Records for the task Start Marker

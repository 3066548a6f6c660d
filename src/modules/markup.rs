// HTML for the page. Attribute and class names are what the stylesheet targets.

use std::fmt::Write;

use crate::modules::bookmarks::{favicon_style, BookmarkMenu, MenuEntry, MenuEntryKind};
use crate::modules::render_tree::{RenderTree, TabRow, WindowGroup};
use crate::state::AppState;

pub fn escape(text: &str) -> String {
    let mut out = String::with_capacity(text.len());
    for c in text.chars() {
        match c {
            '&' => out.push_str("&amp;"),
            '<' => out.push_str("&lt;"),
            '>' => out.push_str("&gt;"),
            '"' => out.push_str("&quot;"),
            '\'' => out.push_str("&#39;"),
            _ => out.push(c),
        }
    }
    out
}

pub fn render_page(state: &AppState, bookmarks: Option<&BookmarkMenu>, version: &str) -> String {
    let mut html = String::new();

    let header_class = if state.settings.show_page_header { "" } else { " class=\"hidden\"" };
    let _ = writeln!(
        html,
        "<div id=\"header\"{}><span id=\"number-of-tabs\">{}</span></div>",
        header_class,
        escape(&state.counter_label)
    );

    html.push_str("<div id=\"box\">\n");
    if let Some(menu) = bookmarks {
        html.push_str(&render_bookmarks(menu));
    }
    html.push_str(&render_tab_list(&state.tree));
    html.push_str("</div>\n");

    let _ = writeln!(
        html,
        "<div id=\"footer\"><span id=\"footer-version\">TabList v. {}</span></div>",
        escape(version)
    );
    html
}

pub fn render_tab_list(tree: &RenderTree) -> String {
    let mut html = String::new();
    for group in tree.groups() {
        render_group(&mut html, tree, group);
    }
    html
}

fn render_group(html: &mut String, tree: &RenderTree, group: &WindowGroup) {
    let frame_class = if group.framed { " class=\"window-frame\"" } else { "" };
    let _ = writeln!(html, "<div data-main-window-id=\"{}\"{}>", group.window_id, frame_class);
    if let Some(header) = group.header() {
        let _ = writeln!(html, "<h2 class=\"window-header\">{}</h2>", escape(&header));
    }
    for row in group.children().iter().filter_map(|h| tree.row(*h)) {
        render_row(html, row);
    }
    html.push_str("</div>\n");
}

fn icon(html: &mut String, class: &str, name: &str, title: &str) {
    let _ = write!(
        html,
        "<span class=\"{} material-icons\" title=\"{}\">{}</span>",
        class,
        escape(title),
        name
    );
}

fn render_row(html: &mut String, row: &TabRow) {
    let mut classes = String::from("data-container");
    if row.hidden {
        classes.push_str(" hidden-tab");
    }
    if row.discarded {
        classes.push_str(" discarded-tab");
    }
    let _ = write!(
        html,
        "<div class=\"{}\" data-tab-id=\"{}\" data-tab-index=\"{}\" data-window-id=\"{}\">",
        classes, row.tab_id, row.index, row.window_id
    );

    let _ = write!(
        html,
        "<div class=\"favicon-container\"><img class=\"favicon-container-image\" src=\"{}\" title=\"Switch to this tab\"></div>",
        escape(&row.favicon_src)
    );

    let _ = write!(html, "<div class=\"text-container\" title=\"{}\">", escape(&row.title));
    if row.secure {
        icon(html, "text-container-lock", "lock", "This site uses HTTPS protocol for secure communication.");
    }
    if row.audible {
        icon(
            html,
            "text-container-audible",
            "volume_up",
            "Indicates that tab produced sound over the past couple of seconds.",
        );
    }
    let _ = write!(
        html,
        "<span class=\"text-container-title\">{}</span><br><span class=\"text-container-url\">{}</span></div>",
        escape(&row.title),
        escape(&row.url)
    );

    html.push_str("<div class=\"options-container\">");
    icon(html, "options-container-drag", "drag_handle", "Drag tab");
    icon(html, "options-container-reload", "refresh", "Reload tab");
    icon(html, "options-container-discard", "memory", "Discard tab");
    icon(html, "options-container-cross", "close", "Close tab");
    html.push_str("</div></div>\n");
}

pub fn render_bookmarks(menu: &BookmarkMenu) -> String {
    let mut html = String::from("<div id=\"bookmarks-container\"><nav id=\"bookmarks-menu\">");
    render_entries(&mut html, &menu.entries);
    html.push_str("</nav></div>\n");
    html
}

fn render_entries(html: &mut String, entries: &[MenuEntry]) {
    if entries.is_empty() {
        return;
    }
    html.push_str("<ul>");
    for entry in entries {
        let mut classes = Vec::new();
        if entry.top_level {
            classes.push("bookmark-container");
        }
        let link_class = if entry.has_title() { "" } else { " class=\"no-title\"" };

        match &entry.kind {
            MenuEntryKind::Folder { children } => {
                classes.push("folder");
                let _ = write!(
                    html,
                    "<li class=\"{}\"><a data-bookmark-id=\"{}\"{}>{}</a>",
                    classes.join(" "),
                    escape(&entry.id),
                    link_class,
                    escape(entry.display_title())
                );
                render_entries(html, children);
            }
            MenuEntryKind::Link { url } => {
                classes.push("link");
                let _ = write!(
                    html,
                    "<li class=\"{}\" style=\"{}\"><a href=\"{}\" title=\"{}\" data-bookmark-id=\"{}\"{}>{}</a>",
                    classes.join(" "),
                    escape(&favicon_style(url)),
                    escape(url),
                    escape(entry.title.as_deref().unwrap_or_default()),
                    escape(&entry.id),
                    link_class,
                    escape(entry.display_title())
                );
            }
        }
        html.push_str("</li>");
    }
    html.push_str("</ul>");
}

Records for the task End Marker

Activity: For this exercise, please copy exactly the lines of the material above from its first line through the line where "let frame_class = if" appears.

Expected output:
repository 3066548a6f6c660d
filename src/modules/markup.rs
// HTML for the page. Attribute and class names are what the stylesheet targets.

use std::fmt::Write;

use crate::modules::bookmarks::{favicon_style, BookmarkMenu, MenuEntry, MenuEntryKind};
use crate::modules::render_tree::{RenderTree, TabRow, WindowGroup};
use crate::state::AppState;

pub fn escape(text: &str) -> String {
    let mut out = String::with_capacity(text.len());
    for c in text.chars() {
        match c {
            '&' => out.push_str("&amp;"),
            '<' => out.push_str("&lt;"),
            '>' => out.push_str("&gt;"),
            '"' => out.push_str("&quot;"),
            '\'' => out.push_str("&#39;"),
            _ => out.push(c),
        }
    }
    out
}

pub fn render_page(state: &AppState, bookmarks: Option<&BookmarkMenu>, version: &str) -> String {
    let mut html = String::new();

    let header_class = if state.settings.show_page_header { "" } else { " class=\"hidden\"" };
    let _ = writeln!(
        html,
        "<div id=\"header\"{}><span id=\"number-of-tabs\">{}</span></div>",
        header_class,
        escape(&state.counter_label)
    );

    html.push_str("<div id=\"box\">\n");
    if let Some(menu) = bookmarks {
        html.push_str(&render_bookmarks(menu));
    }
    html.push_str(&render_tab_list(&state.tree));
    html.push_str("</div>\n");

    let _ = writeln!(
        html,
        "<div id=\"footer\"><span id=\"footer-version\">TabList v. {}</span></div>",
        escape(version)
    );
    html
}

pub fn render_tab_list(tree: &RenderTree) -> String {
    let mut html = String::new();
    for group in tree.groups() {
        render_group(&mut html, tree, group);
    }
    html
}

fn render_group(html: &mut String, tree: &RenderTree, group: &WindowGroup) {
    let frame_class = if group.framed { " class=\"window-frame\"" } else { "" };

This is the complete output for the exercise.